Problem: Every line in the data must be transcribed exactly.

Source material:
━━━━━━━━━━

//! Recipe resolution - joins a product's recipe rows against the ingredient table.

use crate::{
    core::store::EntityStore,
    errors::Result,
    models::{Ingredient, RequirementRow, Unit},
};
use tracing::debug;

/// A recipe row with the ingredient it points at filled in.
#[derive(Debug, Clone, PartialEq)]
pub struct ResolvedRow {
    /// Ingredient id
    pub ingredient_id: String,
    /// Ingredient name
    pub name: String,
    /// Ingredient unit
    pub unit: Unit,
    /// Ingredient price per unit
    pub price_per_unit: f64,
    /// Quantity consumed per product unit
    pub qty_per_product: f64,
}

impl ResolvedRow {
    /// Pairs an ingredient with the quantity a product needs of it.
    #[must_use]
    pub fn new(ingredient: &Ingredient, qty_per_product: f64) -> Self {
        Self {
            ingredient_id: ingredient.id.clone(),
            name: ingredient.name.clone(),
            unit: ingredient.unit,
            price_per_unit: ingredient.price_per_unit,
            qty_per_product,
        }
    }
}

/// Resolves the recipe of `product_id` in insertion order.
///
/// Rows whose ingredient cannot be found are skipped. An unknown product simply
/// has no rows.
#[must_use]
pub fn resolve_recipe(store: &EntityStore, product_id: &str) -> Vec<ResolvedRow> {
    store
        .requirements_for(product_id)
        .filter_map(|requirement| {
            let ingredient = store.ingredient(&requirement.ingredient_id);
            if ingredient.is_none() {
                debug!(
                    "Skipping recipe row of {} with unknown ingredient {}",
                    product_id, requirement.ingredient_id
                );
            }
            ingredient.map(|i| ResolvedRow::new(i, requirement.qty_per_product))
        })
        .collect()
}

/// Sorts resolved rows by ingredient name for display.
#[must_use]
pub fn sorted_by_ingredient_name(mut rows: Vec<ResolvedRow>) -> Vec<ResolvedRow> {
    rows.sort_by(|a, b| a.name.cmp(&b.name));
    rows
}

/// One editable line of a [`RecipeDraft`].
#[derive(Debug, Clone, PartialEq)]
pub struct DraftLine {
    /// Chosen ingredient id; empty while nothing is selected
    pub ingredient_id: String,
    /// Entered quantity; `None` while the field is empty
    pub qty_per_product: Option<f64>,
}

/// Staged recipe edits for one product.
///
/// Lines may be incomplete while being edited. Nothing reaches the store until
/// [`commit`](Self::commit), which drops incomplete lines and replaces the
/// product's recipe in one step.
#[derive(Debug, Clone, PartialEq)]
pub struct RecipeDraft {
    product_id: String,
    lines: Vec<DraftLine>,
}

impl RecipeDraft {
    /// Starts an empty draft.
    #[must_use]
    pub fn new(product_id: impl Into<String>) -> Self {
        Self {
            product_id: product_id.into(),
            lines: Vec::new(),
        }
    }

    /// Starts a draft pre-filled with the product's current recipe.
    #[must_use]
    pub fn from_store(store: &EntityStore, product_id: &str) -> Self {
        let lines = store
            .requirements_for(product_id)
            .map(|r| DraftLine {
                ingredient_id: r.ingredient_id.clone(),
                qty_per_product: Some(r.qty_per_product),
            })
            .collect();
        Self {
            product_id: product_id.to_string(),
            lines,
        }
    }

    /// Product this draft edits.
    #[must_use]
    pub fn product_id(&self) -> &str {
        &self.product_id
    }

    /// Current lines, complete or not.
    #[must_use]
    pub fn lines(&self) -> &[DraftLine] {
        &self.lines
    }

    /// Appends a line.
    pub fn push_line(&mut self, ingredient_id: impl Into<String>, qty_per_product: Option<f64>) {
        self.lines.push(DraftLine {
            ingredient_id: ingredient_id.into(),
            qty_per_product,
        });
    }

    /// Replaces the line at `index`; out-of-range indexes are ignored.
    pub fn set_line(&mut self, index: usize, line: DraftLine) {
        if let Some(slot) = self.lines.get_mut(index) {
            *slot = line;
        }
    }

    /// Removes the line at `index` and returns it.
    pub fn remove_line(&mut self, index: usize) -> Option<DraftLine> {
        (index < self.lines.len()).then(|| self.lines.remove(index))
    }

    /// Lines that would survive a commit.
    #[must_use]
    pub fn committable_rows(&self) -> Vec<RequirementRow> {
        self.lines
            .iter()
            .filter_map(|line| {
                let row = RequirementRow::new(line.ingredient_id.clone(), line.qty_per_product?);
                row.is_committable().then_some(row)
            })
            .collect()
    }

    /// Writes the complete lines to the store, replacing the product's recipe.
    ///
    /// # Errors
    /// Propagates the store's errors (unknown product or ingredient).
    pub fn commit(self, store: &mut EntityStore) -> Result<usize> {
        let rows = self.committable_rows();
        debug!(
            "Committing recipe draft for {}: {} of {} lines complete",
            self.product_id,
            rows.len(),
            self.lines.len()
        );
        store.upsert_requirement_rows(&self.product_id, rows)
    }
}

━━━━━━━━━━

Answer for the task:
//! Recipe resolution - joins a product's recipe rows against the ingredient table.

use crate::{
    core::store::EntityStore,
    errors::Result,
    models::{Ingredient, RequirementRow, Unit},
};
use tracing::debug;

/// A recipe row with the ingredient it points at filled in.
#[derive(Debug, Clone, PartialEq)]
pub struct ResolvedRow {
    /// Ingredient id
    pub ingredient_id: String,
    /// Ingredient name
    pub name: String,
    /// Ingredient unit
    pub unit: Unit,
    /// Ingredient price per unit
    pub price_per_unit: f64,
    /// Quantity consumed per product unit
    pub qty_per_product: f64,
}

impl ResolvedRow {
    /// Pairs an ingredient with the quantity a product needs of it.
    #[must_use]
    pub fn new(ingredient: &Ingredient, qty_per_product: f64) -> Self {
        Self {
            ingredient_id: ingredient.id.clone(),
            name: ingredient.name.clone(),
            unit: ingredient.unit,
            price_per_unit: ingredient.price_per_unit,
            qty_per_product,
        }
    }
}

/// Resolves the recipe of `product_id` in insertion order.
///
/// Rows whose ingredient cannot be found are skipped. An unknown product simply
/// has no rows.
#[must_use]
pub fn resolve_recipe(store: &EntityStore, product_id: &str) -> Vec<ResolvedRow> {
    store
        .requirements_for(product_id)
        .filter_map(|requirement| {
            let ingredient = store.ingredient(&requirement.ingredient_id);
            if ingredient.is_none() {
                debug!(
                    "Skipping recipe row of {} with unknown ingredient {}",
                    product_id, requirement.ingredient_id
                );
            }
            ingredient.map(|i| ResolvedRow::new(i, requirement.qty_per_product))
        })
        .collect()
}

/// Sorts resolved rows by ingredient name for display.
#[must_use]
pub fn sorted_by_ingredient_name(mut rows: Vec<ResolvedRow>) -> Vec<ResolvedRow> {
    rows.sort_by(|a, b| a.name.cmp(&b.name));
    rows
}

/// One editable line of a [`RecipeDraft`].
#[derive(Debug, Clone, PartialEq)]
pub struct DraftLine {
    /// Chosen ingredient id; empty while nothing is selected
    pub ingredient_id: String,
    /// Entered quantity; `None` while the field is empty
    pub qty_per_product: Option<f64>,
}

/// Staged recipe edits for one product.
///
/// Lines may be incomplete while being edited. Nothing reaches the store until
/// [`commit`](Self::commit), which drops incomplete lines and replaces the
/// product's recipe in one step.
#[derive(Debug, Clone, PartialEq)]
pub struct RecipeDraft {
    product_id: String,
    lines: Vec<DraftLine>,
}

impl RecipeDraft {
    /// Starts an empty draft.
    #[must_use]
    pub fn new(product_id: impl Into<String>) -> Self {
        Self {
            product_id: product_id.into(),
            lines: Vec::new(),
        }
    }

    /// Starts a draft pre-filled with the product's current recipe.
    #[must_use]
    pub fn from_store(store: &EntityStore, product_id: &str) -> Self {
        let lines = store
            .requirements_for(product_id)
            .map(|r| DraftLine {
                ingredient_id: r.ingredient_id.clone(),
                qty_per_product: Some(r.qty_per_product),
            })
            .collect();
        Self {
            product_id: product_id.to_string(),
            lines,
        }
    }

    /// Product this draft edits.
    #[must_use]
    pub fn product_id(&self) -> &str {
        &self.product_id
    }

    /// Current lines, complete or not.
    #[must_use]
    pub fn lines(&self) -> &[DraftLine] {
        &self.lines
    }

    /// Appends a line.
    pub fn push_line(&mut self, ingredient_id: impl Into<String>, qty_per_product: Option<f64>) {
        self.lines.push(DraftLine {
            ingredient_id: ingredient_id.into(),
            qty_per_product,
        });
    }

    /// Replaces the line at `index`; out-of-range indexes are ignored.
    pub fn set_line(&mut self, index: usize, line: DraftLine) {
        if let Some(slot) = self.lines.get_mut(index) {
            *slot = line;
        }
    }

    /// Removes the line at `index` and returns it.
    pub fn remove_line(&mut self, index: usize) -> Option<DraftLine> {
        (index < self.lines.len()).then(|| self.lines.remove(index))
    }

    /// Lines that would survive a commit.
    #[must_use]
    pub fn committable_rows(&self) -> Vec<RequirementRow> {
        self.lines
            .iter()
            .filter_map(|line| {
                let row = RequirementRow::new(line.ingredient_id.clone(), line.qty_per_product?);
                row.is_committable().then_some(row)
            })
            .collect()
    }

    /// Writes the complete lines to the store, replacing the product's recipe.
    ///
    /// # Errors
    /// Propagates the store's errors (unknown product or ingredient).
    pub fn commit(self, store: &mut EntityStore) -> Result<usize> {
        let rows = self.committable_rows();
        debug!(
            "Committing recipe draft for {}: {} of {} lines complete",
            self.product_id,
            rows.len(),
            self.lines.len()
        );
        store.upsert_requirement_rows(&self.product_id, rows)
    }
}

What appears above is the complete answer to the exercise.